Alex Trommer

Data Science · University of Michigan · alextrommer@gmail.com · GitHub

xG Dashboard

An XGBoost expected goals model and interactive dashboard covering the top 5 European leagues, built on ~257,000 shots from Understat (2020–2025). Three situation-specific models handle open play, corners, and set pieces separately, with isotonic calibration. Data refreshes daily via GitHub Actions.

257k Shots
0.792 ROC-AUC
0.074 Brier score
5 Leagues
3 Specialist models

Models

Each shot is routed to a situation-specific XGBoost classifier based on how it was created. All three are wrapped in CalibratedClassifierCV(method="isotonic") and tuned independently via GridSearchCV (3-fold CV, Brier score). Penalties are fixed at 0.76 xG.

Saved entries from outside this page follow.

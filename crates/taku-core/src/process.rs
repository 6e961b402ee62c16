//! Process runner -- the single seam through which taku spawns children.
//!
//! Editors, scripts, `git` and `systemctl` are all launched through
//! [`ProcessRunner`].  The system implementation inherits stdio and blocks
//! until the child exits; there is no timeout.

use std::process::Command;

use tracing::debug;

use crate::error::{Result, TakuError};

/// Runs an argv to completion and reports its exit code.
pub trait ProcessRunner {
    /// Run `argv[0]` with the remaining elements as arguments.
    fn run(&self, argv: &[String]) -> Result<i32>;
}

/// Spawns real child processes with inherited stdin/stdout/stderr.
#[derive(Debug, Default, Clone, Copy)]
pub struct SystemRunner;

impl ProcessRunner for SystemRunner {
    fn run(&self, argv: &[String]) -> Result<i32> {
        let (program, args) = argv.split_first().ok_or_else(|| {
            TakuError::Io(std::io::Error::new(
                std::io::ErrorKind::InvalidInput,
                "empty command line",
            ))
        })?;

        debug!(program = %program, args = ?args, "spawning process");

        let status = Command::new(program).args(args).status()?;
        let code = exit_code(status);

        debug!(program = %program, code, "process exited");
        Ok(code)
    }
}

/// Map an exit status to a shell-style exit code.
fn exit_code(status: std::process::ExitStatus) -> i32 {
    if let Some(code) = status.code() {
        return code;
    }

    #[cfg(unix)]
    {
        use std::os::unix::process::ExitStatusExt;
        if let Some(signal) = status.signal() {
            return 128 + signal;
        }
    }

    1
}

/// Run `argv` and turn a non-zero exit into [`TakuError::CommandFailed`].
pub fn run_checked(runner: &dyn ProcessRunner, argv: &[String]) -> Result<()> {
    let code = runner.run(argv)?;
    if code != 0 {
        return Err(TakuError::CommandFailed {
            program: argv.first().cloned().unwrap_or_default(),
            code,
        });
    }
    Ok(())
}

/// Build an owned argv from string slices.
pub fn argv<I, S>(parts: I) -> Vec<String>
where
    I: IntoIterator<Item = S>,
    S: Into<String>,
{
    parts.into_iter().map(Into::into).collect()
}

#[cfg(test)]
mod tests {
    use super::*;

    #[test]
    fn empty_argv_is_rejected() {
        assert!(SystemRunner.run(&[]).is_err());
    }

    #[cfg(unix)]
    #[test]
    fn exit_code_is_forwarded() {
        let code = SystemRunner
            .run(&argv(["sh", "-c", "exit 3"]))
            .unwrap();
        assert_eq!(code, 3);
    }

    #[cfg(unix)]
    #[test]
    fn run_checked_reports_failure() {
        let err = run_checked(&SystemRunner, &argv(["sh", "-c", "exit 2"])).unwrap_err();
        match err {
            TakuError::CommandFailed { program, code } => {
                assert_eq!(program, "sh");
                assert_eq!(code, 2);
            }
            other => panic!("unexpected error: {other}"),
        }
    }

    #[test]
    fn argv_builds_owned_strings() {
        assert_eq!(argv(["git", "pull"]), vec!["git".to_string(), "pull".to_string()]);
    }
}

ModelSituationsKey features
OpenPlayOpen play, counter-attacksDistance, angle, counter-attack proxy, throughball, rebound
FromCornerCorner kicksHeader interactions, centrality, weak-angle header
SetPieceDirect & indirect free kicksDistance, angle, shot type

Features

24 features across geometry (distance, angle, coordinates), shot type flags (header, foot, penalty), interaction terms, zone context, and proxy variables. Because Understat labels counter-attacks as open play, a fast_break proxy is engineered from the preceding action type to capture counter-attack context without direct tagging.

Performance

MetricThis modelUnderstat
ROC-AUC0.7920.805
Brier score0.0740.072

The small gap vs Understat is expected — commercial models incorporate freeze-frame data (exact defender positions at the moment of the shot) which Understat does not expose via their public API.